Clarify state sex assault laws now

Daily Editorial Board

Last week, Minnesota Attorney General Lori Swanson sent letters reminding state hospitals that they should not bill sexual assault victims for forensic medical exams. A report compiled by the Minnesota Coalition Against Sexual Assault found that many hospitals in Minnesota were violating laws which required them to charge patients’ counties of origin for these expenses.
 
 
Swanson said victims often receive bills due to confusion with the law. She gave hospitals two weeks to justify who they’ve billed. 
 
 
Meanwhile, the Minnesota Hospital Association, an organization representing more than 147 hospitals, has released a statement reaffirming its commitment to protecting sexual assault victims and to working with hospitals to guarantee they obey the law. The group also pledged to lead important training programs for hospitals in order to ensure they have a clearer understanding of state and federal sexual assault laws. 
 
 
Two steps must occur in order to best ensure violations like this don’t occur in the future.
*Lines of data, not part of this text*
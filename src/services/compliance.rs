//! Compliance checking for generated analysis text.
//!
//! A checker judges one piece of generated text against five principles
//! (fidelity to the source, no positive bias, grounding in the analysis,
//! narrative coherence, character consistency) and may hand back a corrected
//! version.

use std::sync::Arc;

use async_trait::async_trait;
use serde::{Deserialize, Serialize};

use crate::client::{validators, GenerateRequest, ModelClient};
use crate::utils::text::truncate_chars;
use crate::StationsError;

#[derive(Debug, Clone, Copy, PartialEq, Eq, Serialize, Deserialize)]
#[serde(rename_all = "snake_case")]
pub enum Principle {
    TextFidelity,
    NoPositiveBias,
    AnalysisBased,
    NarrativeCoherence,
    CharacterConsistency,
}

impl Principle {
    pub const ALL: [Principle; 5] = [
        Principle::TextFidelity,
        Principle::NoPositiveBias,
        Principle::AnalysisBased,
        Principle::NarrativeCoherence,
        Principle::CharacterConsistency,
    ];

    pub fn name(&self) -> &'static str {
        match self {
            Self::TextFidelity => "Original Text Fidelity",
            Self::NoPositiveBias => "No Positive Bias",
            Self::AnalysisBased => "Analysis-Report Based",
            Self::NarrativeCoherence => "Narrative Coherence",
            Self::CharacterConsistency => "Character Consistency",
        }
    }

    pub fn description(&self) -> &'static str {
        match self {
            Self::TextFidelity => "All developments must respect and build upon the original text",
            Self::NoPositiveBias => "Avoid unrealistic positive feedback",
            Self::AnalysisBased => "Development must be informed by the analysis",
            Self::NarrativeCoherence => "Ensure logical coherence in narrative development",
            Self::CharacterConsistency => "Maintain character consistency throughout",
        }
    }
}

#[derive(Debug, Clone, PartialEq, Serialize, Deserialize)]
pub struct PrincipleViolation {
    /// Principle name as reported by the checker.
    pub principle: String,
    pub description: String,
}

impl PrincipleViolation {
    pub fn new(principle: Principle, description: impl Into<String>) -> Self {
        Self {
            principle: principle.name().to_string(),
            description: description.into(),
        }
    }
}

#[derive(Debug, Clone, PartialEq, Serialize, Deserialize)]
#[serde(rename_all = "camelCase")]
pub struct ComplianceVerdict {
    pub compliant: bool,
    #[serde(default)]
    pub violations: Vec<PrincipleViolation>,
    /// 0..=1, 1 meaning nothing to improve.
    pub improvement_score: f64,
    #[serde(default)]
    pub corrected_text: Option<String>,
}

impl ComplianceVerdict {
    pub fn compliant() -> Self {
        Self {
            compliant: true,
            violations: Vec::new(),
            improvement_score: 1.0,
            corrected_text: None,
        }
    }
}

/// Judges a single generated text against the principles.
#[async_trait]
pub trait ComplianceChecker: Send + Sync {
    /// `original` is the source text the analysis was derived from.
    async fn check(&self, text: &str, original: &str) -> Result<ComplianceVerdict, StationsError>;
}

// ---------------------------------------------------------------------------
// Rule-based checker
// ---------------------------------------------------------------------------

/// Hype words and their measured replacements.
const POSITIVE_BIAS: &[(&str, &str)] = &[
    ("masterpiece", "work"),
    ("brilliant", "effective"),
    ("brilliantly", "effectively"),
    ("flawless", "well-executed"),
    ("flawlessly", "capably"),
    ("perfect", "strong"),
    ("perfectly", "clearly"),
    ("genius", "skilled"),
    ("stunning", "striking"),
    ("outstanding", "notable"),
    ("extraordinary", "notable"),
    ("incredible", "notable"),
    ("amazing", "notable"),
    ("exceptional", "notable"),
];

const PLACEHOLDERS: &[&str] = &["todo", "tbd", "n/a", "lorem ipsum", "...", "placeholder"];

const MIN_WORDS: usize = 3;
const MIN_QUOTE_CHARS: usize = 12;

/// Deterministic checker; needs no model calls.
#[derive(Debug, Clone, Default)]
pub struct RuleBasedComplianceChecker;

impl RuleBasedComplianceChecker {
    pub fn new() -> Self {
        Self
    }

    fn hype_words(text: &str) -> Vec<&'static str> {
        let mut found = Vec::new();
        for word in text.split(|c: char| !c.is_alphanumeric() && c != '-') {
            let lower = word.to_lowercase();
            if let Some((hype, _)) = POSITIVE_BIAS.iter().find(|(h, _)| *h == lower) {
                if !found.contains(hype) {
                    found.push(*hype);
                }
            }
        }
        found
    }

    /// Replace hype words with their measured counterparts, keeping capitalization.
    fn tone_down(text: &str) -> String {
        let mut out = String::with_capacity(text.len());
        let mut word = String::new();
        let flush = |word: &mut String, out: &mut String| {
            if word.is_empty() {
                return;
            }
            let lower = word.to_lowercase();
            match POSITIVE_BIAS.iter().find(|(h, _)| *h == lower) {
                Some((_, calm)) => {
                    let starts_upper = word.chars().next().is_some_and(char::is_uppercase);
                    if starts_upper {
                        let mut chars = calm.chars();
                        if let Some(first) = chars.next() {
                            out.extend(first.to_uppercase());
                            out.push_str(chars.as_str());
                        }
                    } else {
                        out.push_str(calm);
                    }
                }
                None => out.push_str(word),
            }
            word.clear();
        };
        for c in text.chars() {
            if c.is_alphanumeric() || c == '-' {
                word.push(c);
            } else {
                flush(&mut word, &mut out);
                out.push(c);
            }
        }
        flush(&mut word, &mut out);
        out
    }

    fn unbalanced(text: &str) -> Option<String> {
        for (open, close) in [('(', ')'), ('[', ']'), ('{', '}')] {
            let opens = text.matches(open).count();
            let closes = text.matches(close).count();
            if opens != closes {
                return Some(format!("unbalanced '{open}{close}' ({opens} open, {closes} close)"));
            }
        }
        if text.matches('"').count() % 2 == 1 {
            return Some("unbalanced quotation marks".to_string());
        }
        None
    }

    /// Quoted passages that do not occur in the original.
    fn invented_quotes<'a>(text: &'a str, original: &str) -> Vec<&'a str> {
        if original.trim().is_empty() {
            return Vec::new();
        }
        let original_lower = original.to_lowercase();
        text.split('"')
            .skip(1)
            .step_by(2)
            .map(str::trim)
            .filter(|q| q.chars().count() >= MIN_QUOTE_CHARS)
            .filter(|q| !original_lower.contains(&q.to_lowercase()))
            .collect()
    }
}

#[async_trait]
impl ComplianceChecker for RuleBasedComplianceChecker {
    async fn check(&self, text: &str, original: &str) -> Result<ComplianceVerdict, StationsError> {
        let mut violations = Vec::new();
        let trimmed = text.trim();
        let lower = trimmed.to_lowercase();

        if trimmed.split_whitespace().count() < MIN_WORDS || PLACEHOLDERS.contains(&lower.as_str())
        {
            violations.push(PrincipleViolation::new(
                Principle::AnalysisBased,
                "text is too thin to reflect any analysis",
            ));
        }

        let hype = Self::hype_words(trimmed);
        if !hype.is_empty() {
            violations.push(PrincipleViolation::new(
                Principle::NoPositiveBias,
                format!("exaggerated praise: {}", hype.join(", ")),
            ));
        }

        if let Some(problem) = Self::unbalanced(trimmed) {
            violations.push(PrincipleViolation::new(Principle::NarrativeCoherence, problem));
        }

        for quote in Self::invented_quotes(trimmed, original) {
            violations.push(PrincipleViolation::new(
                Principle::TextFidelity,
                format!("quotes text not found in the original: \"{}\"", truncate_chars(quote, 60)),
            ));
        }

        if violations.is_empty() {
            return Ok(ComplianceVerdict::compliant());
        }
        let corrected_text = (!hype.is_empty()).then(|| Self::tone_down(text));
        Ok(ComplianceVerdict {
            compliant: false,
            improvement_score: (1.0 - 0.2 * violations.len() as f64).max(0.0),
            violations,
            corrected_text,
        })
    }
}

// ---------------------------------------------------------------------------
// Model-backed checker
// ---------------------------------------------------------------------------

/// Asks the model for a JSON verdict.
pub struct ModelComplianceChecker {
    client: Arc<ModelClient>,
}

#[derive(Deserialize)]
#[serde(rename_all = "camelCase")]
struct ModelVerdict {
    compliant: bool,
    #[serde(default)]
    violations: Vec<PrincipleViolation>,
    #[serde(default)]
    improvement_score: Option<f64>,
    #[serde(default)]
    corrected_text: Option<String>,
}

impl ModelComplianceChecker {
    pub fn new(client: Arc<ModelClient>) -> Self {
        Self { client }
    }

    fn system_instruction() -> String {
        let principles = Principle::ALL
            .iter()
            .map(|p| format!("- {}: {}", p.name(), p.description()))
            .collect::<Vec<_>>()
            .join("\n");
        format!(
            "Check the analysis you are given against these principles:\n{principles}\n\n\
             Reply with JSON only: {{\"compliant\": bool, \"violations\": [{{\"principle\": string, \"description\": string}}], \
             \"improvementScore\": number between 0 and 1, \"correctedText\": string or null}}"
        )
    }

    /// The checked text opens the prompt; cache keys only see its prefix.
    fn prompt(text: &str, original: &str) -> String {
        format!(
            "Analysis:\n\"\"\"\n{text}\n\"\"\"\n\n\
             Original text (excerpt):\n\"\"\"\n{}\n\"\"\"",
            truncate_chars(original, 2000)
        )
    }

    fn request(text: &str, original: &str) -> GenerateRequest {
        GenerateRequest::new(Self::prompt(text, original))
            .with_system(Self::system_instruction())
            .with_temperature(0.2)
            .with_max_tokens(2048)
            .with_validator(validators::json_object())
    }
}

#[async_trait]
impl ComplianceChecker for ModelComplianceChecker {
    async fn check(&self, text: &str, original: &str) -> Result<ComplianceVerdict, StationsError> {
        let response = self.client.generate(Self::request(text, original)).await?;
        let parsed: ModelVerdict = serde_json::from_value(response.value())?;

        let compliant = parsed.compliant && parsed.violations.is_empty();
        Ok(ComplianceVerdict {
            compliant,
            improvement_score: parsed
                .improvement_score
                .unwrap_or(if compliant { 1.0 } else { 0.5 })
                .clamp(0.0, 1.0),
            violations: parsed.violations,
            corrected_text: parsed.corrected_text.filter(|t| !t.trim().is_empty()),
        })
    }
}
First, Minnesota ought to clarify the language of its sexual assault laws. Personal confusion can result from misinterpretation, but problems don’t occur at such a great extent unless the law itself is unclear. 
 
 
Second, counties need to work closely with law enforcement agents, courts and hospitals in their area. Greater cooperation between these different levels of society would help address many of the concerns Swanson raised. It would also protect sexual assault victims from paying charges for which their home counties are responsible.